Saturday, October 10, 2009

Shovel Ready, Prepared for Work

When a family member or friend loses a job I cannot help but feel the pain. There was a time when my future looked bright - yes I wore shades back then. Ray-Ban sun glasses with a crew cut and an aviator's confidence. With advanced degrees and strong references, lists of publications, there wasn't much that my shipmates, coworkers, and classmates wouldn't attempt.
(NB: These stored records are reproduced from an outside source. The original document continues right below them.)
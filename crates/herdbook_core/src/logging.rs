//! Process logging bootstrap.
//!
//! # Responsibility
//! - Start file-based rolling logs once per process.
//! - Capture panics as sanitized `event=panic_captured` lines.
//!
//! # Invariants
//! - Init is idempotent for the same level and directory; any other
//!   combination after the first call is rejected.
//! - Initialization never panics.
//! - Log lines carry ids and counts only, never titles or free-text notes.

use flexi_logger::{
    Cleanup, Criterion, Duplicate, FileSpec, Logger, LoggerHandle, Naming, WriteMode,
};
use log::{error, info};
use once_cell::sync::OnceCell;
use std::error::Error;
use std::fmt::{Display, Formatter};
use std::path::{Path, PathBuf};

const LOG_FILE_BASENAME: &str = "herdbook";
const MAX_LOG_FILE_SIZE_BYTES: u64 = 10 * 1024 * 1024;
const MAX_LOG_FILES: usize = 5;
const MAX_PANIC_PAYLOAD_CHARS: usize = 160;

static LOGGING_STATE: OnceCell<LoggingState> = OnceCell::new();
static PANIC_HOOK_INSTALLED: OnceCell<()> = OnceCell::new();

struct LoggingState {
    level: &'static str,
    log_dir: PathBuf,
    _logger: LoggerHandle,
}

#[derive(Debug)]
pub enum LoggingError {
    UnsupportedLevel(String),
    InvalidDirectory(String),
    CreateDirectory {
        path: PathBuf,
        source: std::io::Error,
    },
    Backend(flexi_logger::FlexiLoggerError),
    /// A different level or directory is already active.
    Conflict {
        active: String,
        requested: String,
    },
}

impl Display for LoggingError {
    fn fmt(&self, f: &mut Formatter<'_>) -> std::fmt::Result {
        match self {
            Self::UnsupportedLevel(level) => write!(
                f,
                "unsupported log level `{level}`; expected trace|debug|info|warn|error"
            ),
            Self::InvalidDirectory(reason) => write!(f, "invalid log directory: {reason}"),
            Self::CreateDirectory { path, source } => write!(
                f,
                "failed to create log directory `{}`: {source}",
                path.display()
            ),
            Self::Backend(err) => write!(f, "failed to start logger: {err}"),
            Self::Conflict { active, requested } => write!(
                f,
                "logging already initialized with `{active}`; refusing to switch to `{requested}`"
            ),
        }
    }
}

impl Error for LoggingError {
    fn source(&self) -> Option<&(dyn Error + 'static)> {
        match self {
            Self::CreateDirectory { source, .. } => Some(source),
            Self::Backend(err) => Some(err),
            _ => None,
        }
    }
}

/// Starts logging to `<log_dir>/herdbook*.log`.
///
/// Warnings and errors are also mirrored to stderr so cron runs surface them.
///
/// # Errors
/// - `UnsupportedLevel` for anything but trace|debug|info|warn|error.
/// - `InvalidDirectory` when `log_dir` is empty or relative.
/// - `Conflict` when called again with a different level or directory.
pub fn init_logging(level: &str, log_dir: &Path) -> Result<(), LoggingError> {
    let level = normalize_level(level)?;
    let log_dir = normalize_log_dir(log_dir)?;

    let state = LOGGING_STATE.get_or_try_init(|| start_logger(level, &log_dir))?;

    if state.log_dir != log_dir {
        return Err(LoggingError::Conflict {
            active: state.log_dir.display().to_string(),
            requested: log_dir.display().to_string(),
        });
    }
    if state.level != level {
        return Err(LoggingError::Conflict {
            active: state.level.to_string(),
            requested: level.to_string(),
        });
    }
    Ok(())
}

/// Returns `(level, log_dir)` once logging is active.
pub fn logging_status() -> Option<(&'static str, PathBuf)> {
    LOGGING_STATE
        .get()
        .map(|state| (state.level, state.log_dir.clone()))
}

pub fn default_log_level() -> &'static str {
    if cfg!(debug_assertions) {
        "debug"
    } else {
        "info"
    }
}

fn start_logger(level: &'static str, log_dir: &Path) -> Result<LoggingState, LoggingError> {
    std::fs::create_dir_all(log_dir).map_err(|source| LoggingError::CreateDirectory {
        path: log_dir.to_path_buf(),
        source,
    })?;

    let logger = Logger::try_with_str(level)
        .map_err(LoggingError::Backend)?
        .log_to_file(
            FileSpec::default()
                .directory(log_dir)
                .basename(LOG_FILE_BASENAME),
        )
        .rotate(
            Criterion::Size(MAX_LOG_FILE_SIZE_BYTES),
            Naming::Numbers,
            Cleanup::KeepLogFiles(MAX_LOG_FILES),
        )
        .duplicate_to_stderr(Duplicate::Warn)
        .write_mode(WriteMode::BufferAndFlush)
        .append()
        // [YYYY-MM-DD HH:MM:SS.ffffff TZ] LEVEL [module] file:line: message
        .format_for_files(flexi_logger::detailed_format)
        .start()
        .map_err(LoggingError::Backend)?;

    install_panic_hook_once();

    info!(
        "event=logging_init module=logging status=ok level={} log_dir={} version={}",
        level,
        log_dir.display(),
        env!("CARGO_PKG_VERSION")
    );

    Ok(LoggingState {
        level,
        log_dir: log_dir.to_path_buf(),
        _logger: logger,
    })
}

fn normalize_level(level: &str) -> Result<&'static str, LoggingError> {
    match level.trim().to_ascii_lowercase().as_str() {
        "trace" => Ok("trace"),
        "debug" => Ok("debug"),
        "info" => Ok("info"),
        "warn" | "warning" => Ok("warn"),
        "error" => Ok("error"),
        other => Err(LoggingError::UnsupportedLevel(other.to_string())),
    }
}

fn normalize_log_dir(log_dir: &Path) -> Result<PathBuf, LoggingError> {
    if log_dir.as_os_str().is_empty() {
        return Err(LoggingError::InvalidDirectory(
            "path cannot be empty".to_string(),
        ));
    }
    if !log_dir.is_absolute() {
        return Err(LoggingError::InvalidDirectory(format!(
            "must be absolute, got `{}`",
            log_dir.display()
        )));
    }
    Ok(log_dir.to_path_buf())
}

fn install_panic_hook_once() {
    if PANIC_HOOK_INSTALLED.get().is_some() {
        return;
    }

    let previous_hook = std::panic::take_hook();
    std::panic::set_hook(Box::new(move |panic_info| {
        // Payloads may quote record content; keep them single-line and short.
        let location = panic_info
            .location()
            .map(|loc| format!("{}:{}", loc.file(), loc.line()))
            .unwrap_or_else(|| "unknown".to_string());
        let payload = panic_payload_summary(panic_info);
        error!(
            "event=panic_captured module=logging status=error location={} payload={}",
            location, payload
        );
        previous_hook(panic_info);
    }));

    let _ = PANIC_HOOK_INSTALLED.set(());
}

fn panic_payload_summary(info: &std::panic::PanicHookInfo<'_>) -> String {
    let payload = if let Some(message) = info.payload().downcast_ref::<&str>() {
        (*message).to_string()
    } else if let Some(message) = info.payload().downcast_ref::<String>() {
        message.clone()
    } else {
        "non-string panic payload".to_string()
    };

    sanitize_message(&payload, MAX_PANIC_PAYLOAD_CHARS)
}

fn sanitize_message(value: &str, max_chars: usize) -> String {
    let normalized = value.replace(['\n', '\r'], " ");
    let mut truncated = normalized.chars().take(max_chars).collect::<String>();
    if normalized.chars().count() > max_chars {
        truncated.push_str("...");
    }
    truncated
}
Back then our nation was promised "Better Living Through Chemistry," and salaries of professionals in science and engineering were rising. What a shock, on my first research job after active duty and graduate school, when the team I had joined two years earlier was eliminated. Corporate budgets were cut; high-priced talent was fired. We scrambled to find work - moving to different states. We changed direction - heading for tobacco companies, software start-ups, night school teaching, college faculties. Our special skills in mineral processing R&D were scattered from the laboratory we had founded in Northern Illinois.

The Deep Recession of 2007-2010 will turn thousands of promising careers around and influence thousands more who are now choosing and preparing their dreams about the future. From a worker's perspective of over fifty years I have watched the daily and weekly newspapers. Every issue is loaded with housing foreclosures of failed mortgages from $40,000 to over half a million. Many commercial buildings are listed for sale or auction. Many billboards are blank. For the rich there are bargains to be snapped up. For the rest of us there is spreading sorrow and pain.

But this week, in the Aitkin Independent Age, I read the story of nearly $8 million of the $800 billion in federal stimulus money coming to Aitkin County. By far the largest share of our new federal funds is going to transportation projects that were "shovel ready." County Highway Engineer John Welle deserves great credit for guiding these paving and bridge-building contracts to our workers and businesses.

For individuals on edge at their workplaces and classrooms, there can't be too much preparation. A new skill, a new language, a network. Practice, study, hard work, and hope. Recovery is possible. More government stimulus certainly will help us all.